The interleukin-9 receptor gene (IL9R), located on the pseudoautosomal region of X and Y chromosomes (Xq28 and Yq126,7), has previously been associated with asthma in two separate family based data sets.8,9 Haplotype analyses of polymorphic microsatellite markers in one of the studies9 revealed significant associations, predominantly in females, which suggest that the influence may be sex specific.
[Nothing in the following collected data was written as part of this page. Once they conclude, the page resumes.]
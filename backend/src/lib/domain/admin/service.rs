use std::sync::Arc;

use auth::PasswordHasher;

use crate::domain::account::models::Account;
use crate::domain::account::models::AccountId;
use crate::domain::account::models::AccountStatus;
use crate::domain::account::models::AccountUpdate;
use crate::domain::account::models::CreateAccountCommand;
use crate::domain::account::models::Role;
use crate::domain::account::ports::CredentialStore;
use crate::domain::admin::errors::AdminError;
use crate::domain::admin::ports::MailSender;
use crate::domain::authorization::guard::AuthorizationGuard;
use crate::domain::authorization::ports::PermissionStore;

/// Roles allowed to manage accounts.
const MANAGE_ROLES: [Role; 2] = [Role::Owner, Role::Admin];

/// Roles allowed to list every account.
const LIST_ROLES: [Role; 1] = [Role::Owner];

/// Account management: provisioning, deactivation, profile updates, password
/// changes, and listing. Every operation is gated by the authorization guard
/// before it touches the store.
pub struct AdminService<CS, PS, MS>
where
    CS: CredentialStore,
    PS: PermissionStore,
    MS: MailSender,
{
    store: Arc<CS>,
    guard: Arc<AuthorizationGuard<PS>>,
    mailer: Arc<MS>,
    hasher: PasswordHasher,
}

impl<CS, PS, MS> AdminService<CS, PS, MS>
where
    CS: CredentialStore,
    PS: PermissionStore,
    MS: MailSender,
{
    pub fn new(store: Arc<CS>, guard: Arc<AuthorizationGuard<PS>>, mailer: Arc<MS>) -> Self {
        Self {
            store,
            guard,
            mailer,
            hasher: PasswordHasher::new(),
        }
    }

    /// Provision a new account.
    ///
    /// The account row and its credential record are created as one atomic
    /// unit, then a welcome mail with the initial password goes out.
    ///
    /// # Errors
    /// * `Access` - Caller is not an owner or admin
    /// * `Hash` / `Store` - Nothing was created
    /// * `WelcomeMailNotSent` - The account was created and can log in, only
    ///   the notification failed; the id is carried in the error
    pub async fn create_account(
        &self,
        command: CreateAccountCommand,
    ) -> Result<AccountId, AdminError> {
        self.guard.require_role(&MANAGE_ROLES).await?;

        let account = Account {
            id: AccountId::new(),
            email: command.email,
            name: command.name,
            role: command.role,
            status: AccountStatus::Active,
        };
        let password_hash = self.hasher.encode(&command.password)?;

        self.store.create_account(&account, &password_hash).await?;
        tracing::info!(account = %account.id, role = %account.role, "account created");

        let body = format!(
            "Welcome to benchdb. You can log in with this email and the password:\n{}\n\n\
             You can change your password once you log in.",
            command.password
        );
        if let Err(e) = self
            .mailer
            .send(account.email.as_str(), "benchdb | Welcome!", &body)
            .await
        {
            tracing::error!(account = %account.id, error = %e, "could not send welcome mail");
            return Err(AdminError::WelcomeMailNotSent {
                account_id: account.id,
                reason: e.to_string(),
            });
        }

        Ok(account.id)
    }

    /// Deactivate an account.
    ///
    /// Retains all information about the account; only its ability to
    /// authenticate is removed. Status flip and token-list clear happen in
    /// one transaction in the store.
    pub async fn deactivate_account(&self, id: &AccountId) -> Result<(), AdminError> {
        self.guard.require_role(&MANAGE_ROLES).await?;

        self.store.deactivate_account(id).await?;
        tracing::info!(account = %id, "account deactivated");
        Ok(())
    }

    /// Update an account's profile, role, and status.
    pub async fn update_account(&self, update: AccountUpdate) -> Result<(), AdminError> {
        self.guard.require_role(&MANAGE_ROLES).await?;

        self.store.update_account(&update).await?;
        tracing::info!(account = %update.id, "account updated");
        Ok(())
    }

    /// Replace the current account's own password hash.
    pub async fn change_password(&self, new_password: &str) -> Result<(), AdminError> {
        let account_id = self.guard.require_authenticated().await?;

        let password_hash = self.hasher.encode(new_password)?;
        self.store
            .set_password_hash(&account_id, &password_hash)
            .await?;
        tracing::info!(account = %account_id, "password changed");
        Ok(())
    }

    /// List every account.
    pub async fn list_accounts(&self) -> Result<Vec<Account>, AdminError> {
        self.guard.require_role(&LIST_ROLES).await?;
        Ok(self.store.list_accounts().await?)
    }
}

#[cfg(test)]
mod tests {
    use async_trait::async_trait;
    use auth::SessionToken;
    use mockall::mock;
    use mockall::predicate::*;

    use super::*;
    use crate::domain::account::errors::StoreError;
    use crate::domain::account::models::CredentialRecord;
    use crate::domain::account::models::EmailAddress;
    use crate::domain::admin::errors::MailError;
    use crate::domain::authorization::errors::AccessError;
    use crate::domain::authorization::models::PermissionLevel;
    use crate::domain::project::models::ProjectId;
    use crate::domain::session::Session;

    mock! {
        pub TestCredentialStore {}

        #[async_trait]
        impl CredentialStore for TestCredentialStore {
            async fn find_by_email(&self, email: &str) -> Result<Option<Account>, StoreError>;
            async fn find_by_id(&self, id: &AccountId) -> Result<Option<Account>, StoreError>;
            async fn credential(&self, id: &AccountId) -> Result<Option<CredentialRecord>, StoreError>;
            async fn append_token(&self, id: &AccountId, token: &SessionToken) -> Result<(), StoreError>;
            async fn remove_token(&self, id: &AccountId, token: &SessionToken) -> Result<(), StoreError>;
            async fn create_account(&self, account: &Account, password_hash: &str) -> Result<(), StoreError>;
            async fn set_password_hash(&self, id: &AccountId, password_hash: &str) -> Result<(), StoreError>;
            async fn update_account(&self, update: &AccountUpdate) -> Result<(), StoreError>;
            async fn deactivate_account(&self, id: &AccountId) -> Result<(), StoreError>;
            async fn list_accounts(&self) -> Result<Vec<Account>, StoreError>;
        }
    }

    mock! {
        pub TestPermissionStore {}

        #[async_trait]
        impl PermissionStore for TestPermissionStore {
            async fn role(&self, account: &AccountId) -> Result<Option<Role>, StoreError>;
            async fn resource_permission(
                &self,
                project: &ProjectId,
                account: &AccountId,
            ) -> Result<Option<PermissionLevel>, StoreError>;
        }
    }

    mock! {
        pub TestMailSender {}

        #[async_trait]
        impl MailSender for TestMailSender {
            async fn send(&self, to: &str, subject: &str, body: &str) -> Result<(), MailError>;
        }
    }

    async fn guard_with_role(
        role: Option<Role>,
    ) -> Arc<AuthorizationGuard<MockTestPermissionStore>> {
        let session = Arc::new(Session::new());
        {
            let mut slot = session.slot().await;
            *slot = Some(AccountId::new());
        }
        let mut permissions = MockTestPermissionStore::new();
        permissions.expect_role().returning(move |_| Ok(role));
        Arc::new(AuthorizationGuard::new(Arc::new(permissions), session))
    }

    fn create_command() -> CreateAccountCommand {
        CreateAccountCommand {
            email: EmailAddress::new("new@example.com".to_string()).unwrap(),
            name: "New Person".to_string(),
            role: Role::User,
            password: "initial-password".to_string(),
        }
    }

    #[tokio::test]
    async fn test_create_account_hashes_password_and_sends_mail() {
        let mut store = MockTestCredentialStore::new();
        store
            .expect_create_account()
            .withf(|account, password_hash| {
                account.email.as_str() == "new@example.com"
                    && account.status == AccountStatus::Active
                    && password_hash.starts_with("$argon2id$v=19$")
            })
            .times(1)
            .returning(|_, _| Ok(()));

        let mut mailer = MockTestMailSender::new();
        mailer
            .expect_send()
            .with(eq("new@example.com"), always(), always())
            .times(1)
            .returning(|_, _, _| Ok(()));

        let service = AdminService::new(
            Arc::new(store),
            guard_with_role(Some(Role::Admin)).await,
            Arc::new(mailer),
        );

        let result = service.create_account(create_command()).await;
        assert!(result.is_ok());
    }

    #[tokio::test]
    async fn test_create_account_survives_mail_failure() {
        let mut store = MockTestCredentialStore::new();
        store
            .expect_create_account()
            .times(1)
            .returning(|_, _| Ok(()));

        let mut mailer = MockTestMailSender::new();
        mailer
            .expect_send()
            .times(1)
            .returning(|_, _, _| Err(MailError::Transport("connection refused".to_string())));

        let service = AdminService::new(
            Arc::new(store),
            guard_with_role(Some(Role::Owner)).await,
            Arc::new(mailer),
        );

        let result = service.create_account(create_command()).await;
        // The account was stored; only the notification failed.
        assert!(matches!(
            result,
            Err(AdminError::WelcomeMailNotSent { .. })
        ));
    }

    #[tokio::test]
    async fn test_create_account_denied_for_plain_users() {
        let mut store = MockTestCredentialStore::new();
        store.expect_create_account().times(0);

        let service = AdminService::new(
            Arc::new(store),
            guard_with_role(Some(Role::User)).await,
            Arc::new(MockTestMailSender::new()),
        );

        let result = service.create_account(create_command()).await;
        assert!(matches!(
            result,
            Err(AdminError::Access(AccessError::InsufficientPermissions))
        ));
    }

    #[tokio::test]
    async fn test_deactivate_account_is_gated_and_delegated() {
        let target = AccountId::new();
        let mut store = MockTestCredentialStore::new();
        store
            .expect_deactivate_account()
            .with(eq(target))
            .times(1)
            .returning(|_| Ok(()));

        let service = AdminService::new(
            Arc::new(store),
            guard_with_role(Some(Role::Owner)).await,
            Arc::new(MockTestMailSender::new()),
        );

        assert!(service.deactivate_account(&target).await.is_ok());
    }

    #[tokio::test]
    async fn test_list_accounts_requires_owner() {
        let mut store = MockTestCredentialStore::new();
        store.expect_list_accounts().times(0);

        let service = AdminService::new(
            Arc::new(store),
            guard_with_role(Some(Role::Admin)).await,
            Arc::new(MockTestMailSender::new()),
        );

        let result = service.list_accounts().await;
        assert!(matches!(
            result,
            Err(AdminError::Access(AccessError::InsufficientPermissions))
        ));
    }

    #[tokio::test]
    async fn test_change_password_replaces_hash_for_current_account() {
        let session = Arc::new(Session::new());
        let account_id = AccountId::new();
        {
            let mut slot = session.slot().await;
            *slot = Some(account_id);
        }
        let guard = Arc::new(AuthorizationGuard::new(
            Arc::new(MockTestPermissionStore::new()),
            session,
        ));

        let mut store = MockTestCredentialStore::new();
        store
            .expect_set_password_hash()
            .withf(move |id, hash| *id == account_id && hash.starts_with("$argon2id$"))
            .times(1)
            .returning(|_, _| Ok(()));

        let service = AdminService::new(Arc::new(store), guard, Arc::new(MockTestMailSender::new()));
        assert!(service.change_password("fresh-password").await.is_ok());
    }
}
However, to our knowledge no study on associations between IL9R single nucleotide polymorphisms (SNPs) and asthma and allergy has yet been reported.
The IL9 receptor belongs to the haematopoietin receptor superfamily10 and is expressed on T cells, mast cells, macrophages, eosinophils, and neutrophils.11,12 The receptor consists of a specific IL9Rα unit and the common γc subunit, which forms a heteromer upon IL9 binding and activates Janus kinases and STAT factors.10,13 Signals from the IL9 receptor have been shown to be crucial for immunologic processes such as T cell development14 and prevention of apoptosis.13,15 More specifically, IL9 may stimulate release of chemotactic factors from bronchial epithelial cells and smooth muscle cells.16,17 IL9 may also have a key role in the development of allergy, as IL9 can act directly on B lymphocytes (through IL9R) and regulate IgE synthesis.18,19 Thus, IL9/IL9R may be important at several stages of the pathophysiology of asthma and allergy.
Our aim in the present study was to test the hypothesis of sex specific genetic effects on wheezing, by examining the role of IL9R SNPs and haplotype patterns in childhood wheezing and allergic sensitisation. More than 1000 children from the prospective birth cohort, BAMSE, were selected using a case-cohort sampling design. Twenty six potential SNPs were evaluated in order to capture all essential variants of the IL9R gene, and data analyses were performed using the four most informative SNPs in boys and girls separately for evaluation of potential sex specific influence.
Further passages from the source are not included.